Collected data entries:
------------------------

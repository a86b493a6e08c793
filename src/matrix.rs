//! Pairwise comparison matrix construction and shape validation.
//!
//! Two entry points:
//! - `PairwiseMatrix::from_comparisons`: one comparison per unordered pair, the
//!   reciprocal half and the unit diagonal are derived.
//! - `PairwiseMatrix::from_dense`: a full matrix (e.g. a spreadsheet sheet). It must
//!   already be reciprocal within tolerance; it is never symmetrized on the caller's behalf.

use std::collections::{HashMap, HashSet};

use nalgebra::DMatrix;
use thiserror::Error;
use tracing::warn;

use crate::config::DEFAULT_RECIPROCAL_TOLERANCE;
use crate::types::{on_saaty_scale, Comparison};

#[derive(Debug, Error, PartialEq)]
pub enum ShapeError {
    #[error("duplicate item id: {item_id}")]
    DuplicateItemId { item_id: String },
    #[error("{items} items need {expected} comparisons, got {got}")]
    ComparisonCount {
        items: usize,
        expected: usize,
        got: usize,
    },
    #[error("comparison references unknown item: {item_id}")]
    UnknownItem { item_id: String },
    #[error("item {item_id} compared with itself")]
    SelfComparison { item_id: String },
    #[error("pair ({item_a}, {item_b}) compared more than once")]
    DuplicatePair { item_a: String, item_b: String },
    #[error("comparison value for ({item_a}, {item_b}) must be finite and > 0, got {value}")]
    NonPositiveValue {
        item_a: String,
        item_b: String,
        value: f64,
    },
    #[error("weight for {item_id} must be finite and >= 0, got {value}")]
    InvalidWeight { item_id: String, value: f64 },
    #[error("priority weights must sum to 1, got {sum}")]
    NotNormalized { sum: f64 },
    #[error("{labels} item labels for {rows} rows")]
    LabelCount { labels: usize, rows: usize },
    #[error("row {row} has {got} columns, expected {expected}")]
    NotSquare {
        row: usize,
        expected: usize,
        got: usize,
    },
    #[error("diagonal entry for {item_id} must be 1, got {value}")]
    DiagonalNotOne { item_id: String, value: f64 },
    #[error("entries ({item_a}, {item_b}) = {value} and ({item_b}, {item_a}) = {reverse} are not reciprocal")]
    NotReciprocal {
        item_a: String,
        item_b: String,
        value: f64,
        reverse: f64,
    },
}

/// Positive reciprocal n×n matrix with row/column labels.
///
/// Rows and columns share one ordering, given by `item_ids`.
#[derive(Debug, Clone, PartialEq)]
pub struct PairwiseMatrix {
    item_ids: Vec<String>,
    values: DMatrix<f64>,
}

fn index_items(item_ids: &[String]) -> Result<HashMap<&str, usize>, ShapeError> {
    let mut index = HashMap::with_capacity(item_ids.len());
    for (idx, id) in item_ids.iter().enumerate() {
        if index.insert(id.as_str(), idx).is_some() {
            return Err(ShapeError::DuplicateItemId {
                item_id: id.clone(),
            });
        }
    }
    Ok(index)
}

fn check_value(item_a: &str, item_b: &str, value: f64) -> Result<(), ShapeError> {
    if !value.is_finite() || value <= 0.0 {
        return Err(ShapeError::NonPositiveValue {
            item_a: item_a.to_string(),
            item_b: item_b.to_string(),
            value,
        });
    }
    if !on_saaty_scale(value) {
        warn!(item_a, item_b, value, "comparison value outside the 1/9..9 scale");
    }
    Ok(())
}

impl PairwiseMatrix {
    /// Build from exactly one comparison per unordered pair of `item_ids`.
    pub fn from_comparisons(
        comparisons: &[Comparison],
        item_ids: &[String],
    ) -> Result<Self, ShapeError> {
        let index = index_items(item_ids)?;
        let n = item_ids.len();
        let expected = n * n.saturating_sub(1) / 2;
        if comparisons.len() != expected {
            return Err(ShapeError::ComparisonCount {
                items: n,
                expected,
                got: comparisons.len(),
            });
        }

        let mut values = DMatrix::<f64>::identity(n, n);
        let mut seen: HashSet<(usize, usize)> = HashSet::with_capacity(expected);
        for cmp in comparisons {
            let i = *index
                .get(cmp.item_a.as_str())
                .ok_or_else(|| ShapeError::UnknownItem {
                    item_id: cmp.item_a.clone(),
                })?;
            let j = *index
                .get(cmp.item_b.as_str())
                .ok_or_else(|| ShapeError::UnknownItem {
                    item_id: cmp.item_b.clone(),
                })?;
            if i == j {
                return Err(ShapeError::SelfComparison {
                    item_id: cmp.item_a.clone(),
                });
            }
            if !seen.insert((i.min(j), i.max(j))) {
                return Err(ShapeError::DuplicatePair {
                    item_a: cmp.item_a.clone(),
                    item_b: cmp.item_b.clone(),
                });
            }
            check_value(&cmp.item_a, &cmp.item_b, cmp.value)?;
            values[(i, j)] = cmp.value;
            values[(j, i)] = 1.0 / cmp.value;
        }

        Ok(Self {
            item_ids: item_ids.to_vec(),
            values,
        })
    }

    /// Build from a dense row-major matrix using the default reciprocity tolerance.
    pub fn from_dense(item_ids: Vec<String>, rows: &[Vec<f64>]) -> Result<Self, ShapeError> {
        Self::from_dense_with_tolerance(item_ids, rows, DEFAULT_RECIPROCAL_TOLERANCE)
    }

    /// Build from a dense row-major matrix.
    ///
    /// Values are kept verbatim. `tolerance` bounds `|M[i][j] * M[j][i] - 1|` and
    /// `|M[i][i] - 1|`.
    pub fn from_dense_with_tolerance(
        item_ids: Vec<String>,
        rows: &[Vec<f64>],
        tolerance: f64,
    ) -> Result<Self, ShapeError> {
        index_items(&item_ids)?;
        let n = rows.len();
        if item_ids.len() != n {
            return Err(ShapeError::LabelCount {
                labels: item_ids.len(),
                rows: n,
            });
        }
        for (row_idx, row) in rows.iter().enumerate() {
            if row.len() != n {
                return Err(ShapeError::NotSquare {
                    row: row_idx,
                    expected: n,
                    got: row.len(),
                });
            }
        }

        let mut values = DMatrix::<f64>::zeros(n, n);
        for (i, row) in rows.iter().enumerate() {
            for (j, &value) in row.iter().enumerate() {
                check_value(&item_ids[i], &item_ids[j], value)?;
                values[(i, j)] = value;
            }
        }

        for i in 0..n {
            let diag = values[(i, i)];
            if (diag - 1.0).abs() > tolerance {
                return Err(ShapeError::DiagonalNotOne {
                    item_id: item_ids[i].clone(),
                    value: diag,
                });
            }
            for j in (i + 1)..n {
                let (value, reverse) = (values[(i, j)], values[(j, i)]);
                if (value * reverse - 1.0).abs() > tolerance {
                    return Err(ShapeError::NotReciprocal {
                        item_a: item_ids[i].clone(),
                        item_b: item_ids[j].clone(),
                        value,
                        reverse,
                    });
                }
            }
        }

        Ok(Self { item_ids, values })
    }

    pub fn len(&self) -> usize {
        self.item_ids.len()
    }

    pub fn is_empty(&self) -> bool {
        self.item_ids.is_empty()
    }

    pub fn item_ids(&self) -> &[String] {
        &self.item_ids
    }

    pub fn values(&self) -> &DMatrix<f64> {
        &self.values
    }

    pub fn get(&self, row: usize, col: usize) -> Option<f64> {
        (row < self.len() && col < self.len()).then(|| self.values[(row, col)])
    }

    pub fn index_of(&self, item_id: &str) -> Option<usize> {
        self.item_ids.iter().position(|id| id == item_id)
    }

    /// Row-major copy, for serialization and display.
    pub fn to_rows(&self) -> Vec<Vec<f64>> {
        matrix_rows(&self.values)
    }
}

pub(crate) fn matrix_rows(values: &DMatrix<f64>) -> Vec<Vec<f64>> {
    (0..values.nrows())
        .map(|r| (0..values.ncols()).map(|c| values[(r, c)]).collect())
        .collect()
}

/// Build a matrix from one-sided comparisons over `item_ids`.
pub fn build_matrix(
    comparisons: &[Comparison],
    item_ids: &[String],
) -> Result<PairwiseMatrix, ShapeError> {
    PairwiseMatrix::from_comparisons(comparisons, item_ids)
}
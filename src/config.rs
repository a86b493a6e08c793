//! Engine configuration and JSON loader.

use std::path::Path;

use serde::{Deserialize, Serialize};
use thiserror::Error;

/// Conventional CR acceptance threshold.
pub const DEFAULT_CONSISTENCY_THRESHOLD: f64 = 0.10;

/// Relative slack for reciprocity and diagonal checks on dense input.
///
/// Spreadsheet users type `0.33` for `1/3` or `0.14` for `1/7`; two-decimal rounding
/// of Saaty reciprocals stays within 5%.
pub const DEFAULT_RECIPROCAL_TOLERANCE: f64 = 0.05;

/// What the solver does with a row whose priority weight is exactly zero.
#[derive(Debug, Clone, Copy, PartialEq, Eq, Default, Serialize, Deserialize)]
#[serde(rename_all = "snake_case")]
pub enum ZeroWeightPolicy {
    /// Leave the row out of the λmax average and record it in `skipped_rows`.
    #[default]
    SkipRow,
    /// Abort the solve with a numeric error.
    Fail,
}

#[derive(Debug, Clone, PartialEq, Serialize, Deserialize)]
#[serde(default)]
pub struct EngineConfig {
    /// `is_consistent = CR < consistency_threshold`.
    pub consistency_threshold: f64,
    /// Allowed relative deviation of `M[i][j] * M[j][i]` (and `M[i][i]`) from 1.
    pub reciprocal_tolerance: f64,
    pub zero_weight_policy: ZeroWeightPolicy,
}

impl Default for EngineConfig {
    fn default() -> Self {
        Self {
            consistency_threshold: DEFAULT_CONSISTENCY_THRESHOLD,
            reciprocal_tolerance: DEFAULT_RECIPROCAL_TOLERANCE,
            zero_weight_policy: ZeroWeightPolicy::default(),
        }
    }
}

#[derive(Debug, Error)]
pub enum ConfigError {
    #[error("failed to read config {path}: {source}")]
    Read {
        path: String,
        #[source]
        source: std::io::Error,
    },
    #[error("failed to parse config {path}: {source}")]
    Parse {
        path: String,
        #[source]
        source: serde_json::Error,
    },
    #[error("consistency_threshold must be finite and > 0, got {0}")]
    InvalidThreshold(f64),
    #[error("reciprocal_tolerance must be finite and >= 0, got {0}")]
    InvalidTolerance(f64),
}

impl EngineConfig {
    pub fn validate(&self) -> Result<(), ConfigError> {
        if !self.consistency_threshold.is_finite() || self.consistency_threshold <= 0.0 {
            return Err(ConfigError::InvalidThreshold(self.consistency_threshold));
        }
        if !self.reciprocal_tolerance.is_finite() || self.reciprocal_tolerance < 0.0 {
            return Err(ConfigError::InvalidTolerance(self.reciprocal_tolerance));
        }
        Ok(())
    }
}

/// Load and validate an `EngineConfig` from a JSON file. Missing fields take defaults.
pub fn load_config_from_path(path: impl AsRef<Path>) -> Result<EngineConfig, ConfigError> {
    let path = path.as_ref();
    let display = path.display().to_string();
    let raw = std::fs::read_to_string(path).map_err(|source| ConfigError::Read {
        path: display.clone(),
        source,
    })?;
    let config: EngineConfig = serde_json::from_str(&raw).map_err(|source| ConfigError::Parse {
        path: display,
        source,
    })?;
    config.validate()?;
    Ok(config)
}
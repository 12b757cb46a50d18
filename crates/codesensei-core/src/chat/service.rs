//! Chat service orchestrating session CRUD and the chat round trip.
//!
//! A chat request is: persist the user message, read back the most recent
//! history (which now includes that message), assemble the prompt, call the
//! model once, persist the reply. There is no retry; if the model call fails
//! the user message stays stored and no assistant message is written.

use chrono::Utc;
use tracing::{Instrument, debug, info, info_span};

use codesensei_types::chat::{ChatMessage, ChatSession, MessageRole};
use codesensei_types::error::RepositoryError;
use codesensei_types::llm::{GenerateRequest, LlmError, Usage};
use codesensei_types::mode::ChatMode;

use crate::chat::repository::ChatRepository;
use crate::llm::provider::LlmProvider;
use crate::prompt::assembler::{DEFAULT_HISTORY_LIMIT, PromptAssembler};

/// Failure anywhere in a chat operation.
#[derive(Debug, thiserror::Error)]
pub enum ChatError {
    #[error(transparent)]
    Repository(#[from] RepositoryError),

    #[error(transparent)]
    Llm(#[from] LlmError),
}

/// Result of a completed chat round trip.
#[derive(Debug, Clone)]
pub struct ChatReply {
    pub text: String,
    pub usage: Usage,
    pub user_message: ChatMessage,
    pub assistant_message: ChatMessage,
}

/// Orchestrates session persistence and model calls.
///
/// Generic over `ChatRepository` and `LlmProvider` to maintain clean
/// architecture (codesensei-core never depends on codesensei-infra).
pub struct ChatService<C: ChatRepository, L: LlmProvider> {
    chat_repo: C,
    llm: L,
    model: String,
    history_limit: u32,
}

impl<C: ChatRepository, L: LlmProvider> ChatService<C, L> {
    /// Create a new chat service using `model` for every generation.
    pub fn new(chat_repo: C, llm: L, model: String) -> Self {
        Self {
            chat_repo,
            llm,
            model,
            history_limit: DEFAULT_HISTORY_LIMIT,
        }
    }

    /// Override how many stored messages are replayed to the model.
    pub fn with_history_limit(mut self, limit: u32) -> Self {
        self.history_limit = limit;
        self
    }

    /// Access the chat repository.
    pub fn chat_repo(&self) -> &C {
        &self.chat_repo
    }

    pub fn model(&self) -> &str {
        &self.model
    }

    // --- Sessions ---

    /// List a user's sessions, newest first.
    pub async fn list_sessions(&self, uid: &str) -> Result<Vec<ChatSession>, ChatError> {
        Ok(self.chat_repo.list_sessions(uid).await?)
    }

    /// Create a session.
    ///
    /// A non-empty `name` doubles as the session key; without one the store
    /// picks the key and the session is labelled with the current UTC time.
    pub async fn create_session(
        &self,
        uid: &str,
        name: Option<&str>,
    ) -> Result<ChatSession, ChatError> {
        let name = name.filter(|n| !n.is_empty());
        let label = match name {
            Some(name) => name.to_string(),
            None => ChatSession::default_name(Utc::now()),
        };

        let session = self.chat_repo.create_session(uid, name, &label).await?;
        info!(uid = %uid, session_id = %session.id, "Session created");
        Ok(session)
    }

    /// Delete a session document. Messages under it are not removed.
    pub async fn delete_session(&self, uid: &str, session_id: &str) -> Result<(), ChatError> {
        self.chat_repo.delete_session(uid, session_id).await?;
        info!(uid = %uid, session_id = %session_id, "Session deleted");
        Ok(())
    }

    /// All messages of a session, oldest first.
    pub async fn get_messages(
        &self,
        uid: &str,
        session_id: &str,
    ) -> Result<Vec<ChatMessage>, ChatError> {
        Ok(self.chat_repo.get_messages(uid, session_id).await?)
    }

    // --- Chat ---

    /// Run one chat round trip and return the model's reply.
    pub async fn send_message(
        &self,
        uid: &str,
        session_id: &str,
        mode: ChatMode,
        text: &str,
    ) -> Result<ChatReply, ChatError> {
        let user_message = self
            .chat_repo
            .append_message(uid, session_id, MessageRole::User, text)
            .await?;

        let recent = self
            .chat_repo
            .recent_messages(uid, session_id, self.history_limit)
            .await?;
        debug!(session_id = %session_id, history = recent.len(), mode = %mode, "Assembling prompt");

        let request = GenerateRequest {
            model: self.model.clone(),
            turns: PromptAssembler::assemble(mode, &recent),
        };

        let span = info_span!(
            "gen_ai.generate",
            gen_ai.system = self.llm.name(),
            gen_ai.request.model = %request.model,
            gen_ai.request.turns = request.turns.len(),
            gen_ai.response.model = tracing::field::Empty,
            gen_ai.response.finish_reasons = tracing::field::Empty,
            gen_ai.usage.input_tokens = tracing::field::Empty,
            gen_ai.usage.output_tokens = tracing::field::Empty,
        );
        let response = self.llm.generate(&request).instrument(span).await?;

        let assistant_message = self
            .chat_repo
            .append_message(uid, session_id, MessageRole::Assistant, &response.text)
            .await?;

        info!(
            uid = %uid,
            session_id = %session_id,
            input_tokens = response.usage.input_tokens,
            output_tokens = response.usage.output_tokens,
            "Chat reply stored"
        );

        Ok(ChatReply {
            text: response.text,
            usage: response.usage,
            user_message,
            assistant_message,
        })
    }
}
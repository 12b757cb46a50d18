//! Prompt assembly: persona instructions plus recent conversation history.

pub mod assembler;
pub mod instructions;
use thiserror::Error;

/// Errors from store operations (used by trait definitions in codesensei-core).
#[derive(Debug, Error)]
pub enum RepositoryError {
    #[error("database connection error: {0}")]
    Connection(String),

    #[error("query error: {0}")]
    Query(String),

    #[error("entity not found")]
    NotFound,

    #[error("conflict: {0}")]
    Conflict(String),

    #[error("store credentials error: {0}")]
    Credentials(String),
}

/// Errors from bearer-token verification.
#[derive(Debug, Error)]
pub enum AuthError {
    #[error("missing credentials: {0}")]
    MissingCredentials(String),

    #[error("invalid token: {0}")]
    InvalidToken(String),

    #[error("signing keys unavailable: {0}")]
    KeySource(String),
}
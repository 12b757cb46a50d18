//! `codesensei config` -- print the resolved configuration.

use serde_json::Value;

use codesensei_infra::config::{gemini_api_key, process_env};
use codesensei_types::config::SenseiConfig;

/// Render `config` as JSON, reporting whether the API key is set without
/// revealing it.
pub fn render_config(config: &SenseiConfig, api_key_set: bool) -> anyhow::Result<Value> {
    let mut value = serde_json::to_value(config)?;
    value["gemini"]["api_key"] = if api_key_set {
        Value::String("<redacted>".to_string())
    } else {
        Value::Null
    };
    Ok(value)
}

pub fn print_config(config: &SenseiConfig) -> anyhow::Result<()> {
    let api_key_set = gemini_api_key(process_env).is_some();
    let value = render_config(config, api_key_set)?;
    println!("{}", serde_json::to_string_pretty(&value)?);
    Ok(())
}
//! Bearer-token authentication extractor.
//!
//! Reads `Authorization: Bearer <id token>` and verifies it with the
//! configured token verifier. Every request is verified afresh.

use axum::extract::FromRequestParts;
use axum::http::header::AUTHORIZATION;
use axum::http::request::Parts;

use codesensei_core::auth::verifier::{TokenVerifier, parse_bearer};
use codesensei_types::identity::UserIdentity;

use crate::http::error::AppError;
use crate::state::AppState;

/// Verified caller. Extracting this rejects the request with 401 otherwise.
pub struct AuthUser(pub UserIdentity);

impl FromRequestParts<AppState> for AuthUser {
    type Rejection = AppError;

    async fn from_request_parts(
        parts: &mut Parts,
        state: &AppState,
    ) -> Result<Self, Self::Rejection> {
        let header = parts
            .headers
            .get(AUTHORIZATION)
            .and_then(|value| value.to_str().ok());
        let token = parse_bearer(header)?;
        let identity = state.verifier.verify(token).await?;
        Ok(AuthUser(identity))
    }
}
//! Infrastructure layer for CodeSensei.
//!
//! Contains implementations of the port traits defined in `codesensei-core`:
//! Firestore and SQLite session stores, the Firebase ID-token verifier, the
//! Gemini model client, and the configuration loader.

pub mod config;
pub mod firebase;
pub mod firestore;
pub mod llm;
pub mod sqlite;
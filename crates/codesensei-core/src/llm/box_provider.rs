//! BoxLlmProvider -- object-safe dynamic dispatch wrapper for LlmProvider.
//!
//! 1. Define an object-safe `LlmProviderDyn` trait with boxed futures
//! 2. Blanket-impl `LlmProviderDyn` for all `T: LlmProvider`
//! 3. `BoxLlmProvider` wraps `Box<dyn LlmProviderDyn>` and delegates

use std::future::Future;
use std::pin::Pin;

use codesensei_types::llm::{GenerateRequest, GenerateResponse, LlmError};

use super::provider::LlmProvider;

/// Object-safe version of [`LlmProvider`] with boxed futures.
///
/// This trait exists solely to enable dynamic dispatch (`dyn LlmProviderDyn`).
/// A blanket implementation is provided for all types implementing `LlmProvider`.
pub trait LlmProviderDyn: Send + Sync {
    fn name(&self) -> &str;

    fn generate_boxed<'a>(
        &'a self,
        request: &'a GenerateRequest,
    ) -> Pin<Box<dyn Future<Output = Result<GenerateResponse, LlmError>> + Send + 'a>>;
}

impl<T: LlmProvider> LlmProviderDyn for T {
    fn name(&self) -> &str {
        LlmProvider::name(self)
    }

    fn generate_boxed<'a>(
        &'a self,
        request: &'a GenerateRequest,
    ) -> Pin<Box<dyn Future<Output = Result<GenerateResponse, LlmError>> + Send + 'a>> {
        Box::pin(self.generate(request))
    }
}

/// Type-erased model provider.
///
/// Since `LlmProvider` uses RPITIT, it cannot be used as a trait object
/// directly. `BoxLlmProvider` implements `LlmProvider` itself by delegating
/// to the inner `LlmProviderDyn` trait object, so it can be handed to
/// generic services and swapped for a scripted provider in tests.
pub struct BoxLlmProvider {
    inner: Box<dyn LlmProviderDyn>,
}

impl BoxLlmProvider {
    /// Wrap a concrete `LlmProvider` in a type-erased box.
    pub fn new<T: LlmProvider + 'static>(provider: T) -> Self {
        Self {
            inner: Box::new(provider),
        }
    }
}

impl LlmProvider for BoxLlmProvider {
    fn name(&self) -> &str {
        self.inner.name()
    }

    async fn generate(&self, request: &GenerateRequest) -> Result<GenerateResponse, LlmError> {
        self.inner.generate_boxed(request).await
    }
}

------------------------

**WORK TO COMPLETE:** Checking each line of the data, count the ones containing "PairwiseMatrix", and give only that count.

**RESPONSE BOX:** 6